What the task requires:
Return, exactly and in full, the lines of the records below starting at the one with "(SignFilter::All, _) =>" and ending at the one with "pub fn is_empty(&self)", and no other lines.

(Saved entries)
_ _ _ _ _

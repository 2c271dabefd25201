use std::collections::HashSet;

use crate::error::{ExpensiaError, Result};
use crate::models::{TransactionFields, TransactionId, TransactionRecord};
use crate::store::RecordStore;

/// In-memory store with injectable failures for exercising flush paths.
#[derive(Debug, Default)]
pub struct MemoryStore {
    records: Vec<TransactionRecord>,
    next_id: TransactionId,
    failing_updates: HashSet<TransactionId>,
    failing_deletes: HashSet<TransactionId>,
    failing_list: bool,
    delete_calls: Vec<TransactionId>,
}

impl MemoryStore {
    pub fn with_records(rows: Vec<(TransactionId, TransactionFields)>) -> Self {
        let next_id = rows.iter().map(|(id, _)| *id).max().unwrap_or(0);
        let records = rows
            .iter()
            .map(|(id, fields)| TransactionRecord::from_fields(Some(*id), fields))
            .collect();
        Self { records, next_id, ..Default::default() }
    }

    /// Push a record as-is, anomalies included.
    pub fn insert_raw(&mut self, record: TransactionRecord) {
        if let Some(id) = record.id {
            self.next_id = self.next_id.max(id);
        }
        self.records.push(record);
    }

    pub fn fail_on_update(&mut self, id: TransactionId) {
        self.failing_updates.insert(id);
    }

    pub fn fail_on_delete(&mut self, id: TransactionId) {
        self.failing_deletes.insert(id);
    }

    pub fn fail_list(&mut self) {
        self.failing_list = true;
    }

    pub fn clear_failures(&mut self) {
        self.failing_updates.clear();
        self.failing_deletes.clear();
        self.failing_list = false;
    }

    /// Ids passed to `delete`, in call order, failed calls included.
    pub fn delete_calls(&self) -> &[TransactionId] {
        &self.delete_calls
    }

    fn position(&self, id: TransactionId) -> Result<usize> {
        self.records
            .iter()
            .position(|r| r.id == Some(id))
            .ok_or(ExpensiaError::NotFound(id))
    }
}

fn injected() -> ExpensiaError {
    ExpensiaError::Other("injected store failure".to_string())
}

impl RecordStore for MemoryStore {
    fn list(&self) -> Result<Vec<TransactionRecord>> {
        if self.failing_list {
            return Err(injected());
        }
        Ok(self.records.clone())
    }

    fn create(&mut self, fields: &TransactionFields) -> Result<TransactionId> {
        self.next_id += 1;
        self.records
            .push(TransactionRecord::from_fields(Some(self.next_id), fields));
        Ok(self.next_id)
    }

    fn update(&mut self, id: TransactionId, fields: &TransactionFields) -> Result<()> {
        if self.failing_updates.contains(&id) {
            return Err(injected());
        }
        let pos = self.position(id)?;
        self.records[pos] = TransactionRecord::from_fields(Some(id), fields);
        Ok(())
    }

    fn delete(&mut self, id: TransactionId) -> Result<()> {
        self.delete_calls.push(id);
        if self.failing_deletes.contains(&id) {
            return Err(injected());
        }
        let pos = self.position(id)?;
        self.records.remove(pos);
        Ok(())
    }
}
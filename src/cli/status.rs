use std::path::PathBuf;

use crate::db::record_count;
use crate::error::Result;
use crate::logging::log_path;
use crate::settings::load_settings;
use crate::store::{RecordStore, SqliteStore};
use crate::table::IntegrityReport;

pub fn run() -> Result<()> {
    let settings = load_settings();
    let data_dir = PathBuf::from(&settings.data_dir);
    let db_path = settings.db_path();

    println!("Nickname:   {}", if settings.nickname.is_empty() { "(not set)" } else { &settings.nickname });
    println!("Data dir:   {}", data_dir.display());
    println!("Database:   {}", db_path.display());
    println!("Log file:   {}", log_path(&data_dir).display());
    println!("Currency:   {}", settings.currency_sign);
    println!("On failed save: {:?}", settings.table.flush_policy);

    if db_path.exists() {
        let store = SqliteStore::open(&db_path)?;
        let count = record_count(store.conn())?;
        let integrity = IntegrityReport::scan(&store.list()?);

        println!();
        println!("Transactions:       {count}");
        println!("Unreadable amounts: {}", integrity.unreadable_amounts);
        println!("Malformed dates:    {}", integrity.malformed_dates);
    } else {
        println!();
        println!("Database not found. Run `expensia init` to set up.");
    }

    Ok(())
}
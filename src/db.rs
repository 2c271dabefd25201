use std::path::Path;

use rusqlite::Connection;

use crate::error::Result;

pub const SCHEMA: &str = "
CREATE TABLE IF NOT EXISTS transactions (
    id INTEGER PRIMARY KEY,
    date TEXT NOT NULL,
    amount REAL,
    tag TEXT NOT NULL,
    description TEXT NOT NULL DEFAULT ''
);

CREATE INDEX IF NOT EXISTS idx_transactions_date ON transactions(date);
";

pub const DB_FILENAME: &str = "expensia.db";

pub fn get_connection(db_path: &Path) -> Result<Connection> {
    let conn = Connection::open(db_path)?;
    conn.execute_batch("PRAGMA journal_mode=WAL;")?;
    Ok(conn)
}

pub fn init_db(conn: &Connection) -> Result<()> {
    conn.execute_batch(SCHEMA)?;
    Ok(())
}

pub fn record_count(conn: &Connection) -> Result<i64> {
    let count = conn.query_row("SELECT count(*) FROM transactions", [], |row| row.get(0))?;
    Ok(count)
}

#[cfg(test)]
mod tests {
    use super::*;

    fn test_db() -> (tempfile::TempDir, Connection) {
        let dir = tempfile::tempdir().unwrap();
        let conn = get_connection(&dir.path().join("test.db")).unwrap();
        init_db(&conn).unwrap();
        (dir, conn)
    }

    #[test]
    fn test_init_db_creates_transactions_table() {
        let (_dir, conn) = test_db();
        let tables: Vec<String> = conn
            .prepare("SELECT name FROM sqlite_master WHERE type='table' AND name NOT LIKE 'sqlite_%'")
            .unwrap()
            .query_map([], |row| row.get(0))
            .unwrap()
            .collect::<std::result::Result<Vec<_>, _>>()
            .unwrap();
        assert_eq!(tables, vec!["transactions".to_string()]);
    }

    #[test]
    fn test_init_db_is_idempotent() {
        let (_dir, conn) = test_db();
        init_db(&conn).unwrap();
        assert_eq!(record_count(&conn).unwrap(), 0);
    }

    #[test]
    fn test_record_count() {
        let (_dir, conn) = test_db();
        conn.execute(
            "INSERT INTO transactions (date, amount, tag) VALUES ('2024-01-15', 250.0, 'Food')",
            [],
        )
        .unwrap();
        assert_eq!(record_count(&conn).unwrap(), 1);
    }
}
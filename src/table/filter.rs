use crate::fmt::{money, plain_amount};
use crate::models::TransactionRecord;

#[derive(Debug, Clone, Copy, Default, PartialEq, Eq)]
pub enum SignFilter {
    #[default]
    All,
    IncomeOnly,
    ExpenseOnly,
}

impl SignFilter {
    /// All -> Income -> Expense -> All, for a single cycling key.
    pub fn next(self) -> Self {
        match self {
            SignFilter::All => SignFilter::IncomeOnly,
            SignFilter::IncomeOnly => SignFilter::ExpenseOnly,
            SignFilter::ExpenseOnly => SignFilter::All,
        }
    }

    pub fn label(self) -> &'static str {
        match self {
            SignFilter::All => "all",
            SignFilter::IncomeOnly => "income",
            SignFilter::ExpenseOnly => "expense",
        }
    }

    pub fn parse(s: &str) -> Option<Self> {
        match s.trim().to_lowercase().as_str() {
            "all" | "*" | "" => Some(SignFilter::All),
            "income" | "+" => Some(SignFilter::IncomeOnly),
            "expense" | "-" => Some(SignFilter::ExpenseOnly),
            _ => None,
        }
    }

    fn matches(self, amount: Option<f64>) -> bool {
        match (self, amount) {
            (SignFilter::All, _) => true,
            (SignFilter::IncomeOnly, Some(a)) => a >= 0.0,
            (SignFilter::ExpenseOnly, Some(a)) => a < 0.0,
            (_, None) => false,
        }
    }
}

/// Year/month filter; `None` is the `*` wildcard.
#[derive(Debug, Clone, Default, PartialEq, Eq)]
pub struct DateFilter {
    pub year: Option<String>,
    pub month: Option<String>,
}

impl DateFilter {
    /// Build from UI selections where `*` (or blank) means "any".
    /// Returns `None` when a specific value is not a 4-digit year or a 01-12 month.
    pub fn parse(year: &str, month: &str) -> Option<Self> {
        let year = match year.trim() {
            "" | "*" => None,
            y if y.len() == 4 && y.bytes().all(|b| b.is_ascii_digit()) => Some(y.to_string()),
            _ => return None,
        };
        let month = match month.trim() {
            "" | "*" => None,
            m => {
                let n: u32 = m.parse().ok()?;
                if !(1..=12).contains(&n) {
                    return None;
                }
                Some(format!("{n:02}"))
            }
        };
        Some(Self { year, month })
    }

    pub fn is_wildcard(&self) -> bool {
        self.year.is_none() && self.month.is_none()
    }

    fn matches(&self, record: &TransactionRecord) -> bool {
        if self.is_wildcard() {
            return true;
        }
        let Some((y, m)) = record.year_month() else {
            return false;
        };
        self.year.as_deref().map_or(true, |want| want == y)
            && self.month.as_deref().map_or(true, |want| want == m)
    }
}

#[derive(Debug, Clone, Default, PartialEq, Eq)]
pub struct FilterState {
    pub search_text: String,
    pub sign: SignFilter,
    pub date: DateFilter,
}

impl FilterState {
    /// The sign component implied by the search box: a lone `-` or `+` is a
    /// shortcut for the expense/income filter rather than a text query.
    fn search_sign(&self) -> Option<SignFilter> {
        match self.search_text.trim() {
            "-" => Some(SignFilter::ExpenseOnly),
            "+" => Some(SignFilter::IncomeOnly),
            _ => None,
        }
    }

    pub fn is_empty(&self) -> bool {
        self.search_text.trim().is_empty() && self.sign == SignFilter::All && self.date.is_wildcard()
    }

    /// `currency` is the sign rows are displayed with, so a search for
    /// what the user sees in the amount column finds the row.
    pub fn matches(&self, record: &TransactionRecord, currency: &str) -> bool {
        if !self.sign.matches(record.amount) {
            return false;
        }
        if !self.date.matches(record) {
            return false;
        }
        match self.search_sign() {
            Some(sign) => sign.matches(record.amount),
            None => {
                let query = self.search_text.trim().to_lowercase();
                query.is_empty() || haystack(record, currency).contains(&query)
            }
        }
    }

    /// Short human description of the active filters, empty when none.
    pub fn describe(&self) -> String {
        let mut parts = Vec::new();
        let search = self.search_text.trim();
        if !search.is_empty() {
            parts.push(format!("search: {search}"));
        }
        if self.sign != SignFilter::All {
            parts.push(format!("sign: {}", self.sign.label()));
        }
        if !self.date.is_wildcard() {
            parts.push(format!(
                "date: {}-{}",
                self.date.year.as_deref().unwrap_or("*"),
                self.date.month.as_deref().unwrap_or("*"),
            ));
        }
        parts.join(", ")
    }
}

fn haystack(record: &TransactionRecord, currency: &str) -> String {
    let (shown, plain) = match record.amount {
        Some(a) => (money(a, currency), plain_amount(a)),
        None => (String::new(), String::new()),
    };
    format!(
        "{} {} {} {} {}",
        record.date, shown, plain, record.tag, record.description
    )
    .to_lowercase()
}

/// Indices of `records` that pass `filter`, in their original order.
pub fn apply(records: &[TransactionRecord], filter: &FilterState, currency: &str) -> Vec<usize> {
    if filter.is_empty() {
        return (0..records.len()).collect();
    }
    records
        .iter()
        .enumerate()
        .filter(|(_, r)| filter.matches(r, currency))
        .map(|(i, _)| i)
        .collect()
}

_ _ _ _ _

Response below:
            (SignFilter::All, _) => true,
            (SignFilter::IncomeOnly, Some(a)) => a >= 0.0,
            (SignFilter::ExpenseOnly, Some(a)) => a < 0.0,
            (_, None) => false,
        }
    }
}

/// Year/month filter; `None` is the `*` wildcard.
#[derive(Debug, Clone, Default, PartialEq, Eq)]
pub struct DateFilter {
    pub year: Option<String>,
    pub month: Option<String>,
}

impl DateFilter {
    /// Build from UI selections where `*` (or blank) means "any".
    /// Returns `None` when a specific value is not a 4-digit year or a 01-12 month.
    pub fn parse(year: &str, month: &str) -> Option<Self> {
        let year = match year.trim() {
            "" | "*" => None,
            y if y.len() == 4 && y.bytes().all(|b| b.is_ascii_digit()) => Some(y.to_string()),
            _ => return None,
        };
        let month = match month.trim() {
            "" | "*" => None,
            m => {
                let n: u32 = m.parse().ok()?;
                if !(1..=12).contains(&n) {
                    return None;
                }
                Some(format!("{n:02}"))
            }
        };
        Some(Self { year, month })
    }

    pub fn is_wildcard(&self) -> bool {
        self.year.is_none() && self.month.is_none()
    }

    fn matches(&self, record: &TransactionRecord) -> bool {
        if self.is_wildcard() {
            return true;
        }
        let Some((y, m)) = record.year_month() else {
            return false;
        };
        self.year.as_deref().map_or(true, |want| want == y)
            && self.month.as_deref().map_or(true, |want| want == m)
    }
}

#[derive(Debug, Clone, Default, PartialEq, Eq)]
pub struct FilterState {
    pub search_text: String,
    pub sign: SignFilter,
    pub date: DateFilter,
}

impl FilterState {
    /// The sign component implied by the search box: a lone `-` or `+` is a
    /// shortcut for the expense/income filter rather than a text query.
    fn search_sign(&self) -> Option<SignFilter> {
        match self.search_text.trim() {
            "-" => Some(SignFilter::ExpenseOnly),
            "+" => Some(SignFilter::IncomeOnly),
            _ => None,
        }
    }

    pub fn is_empty(&self) -> bool {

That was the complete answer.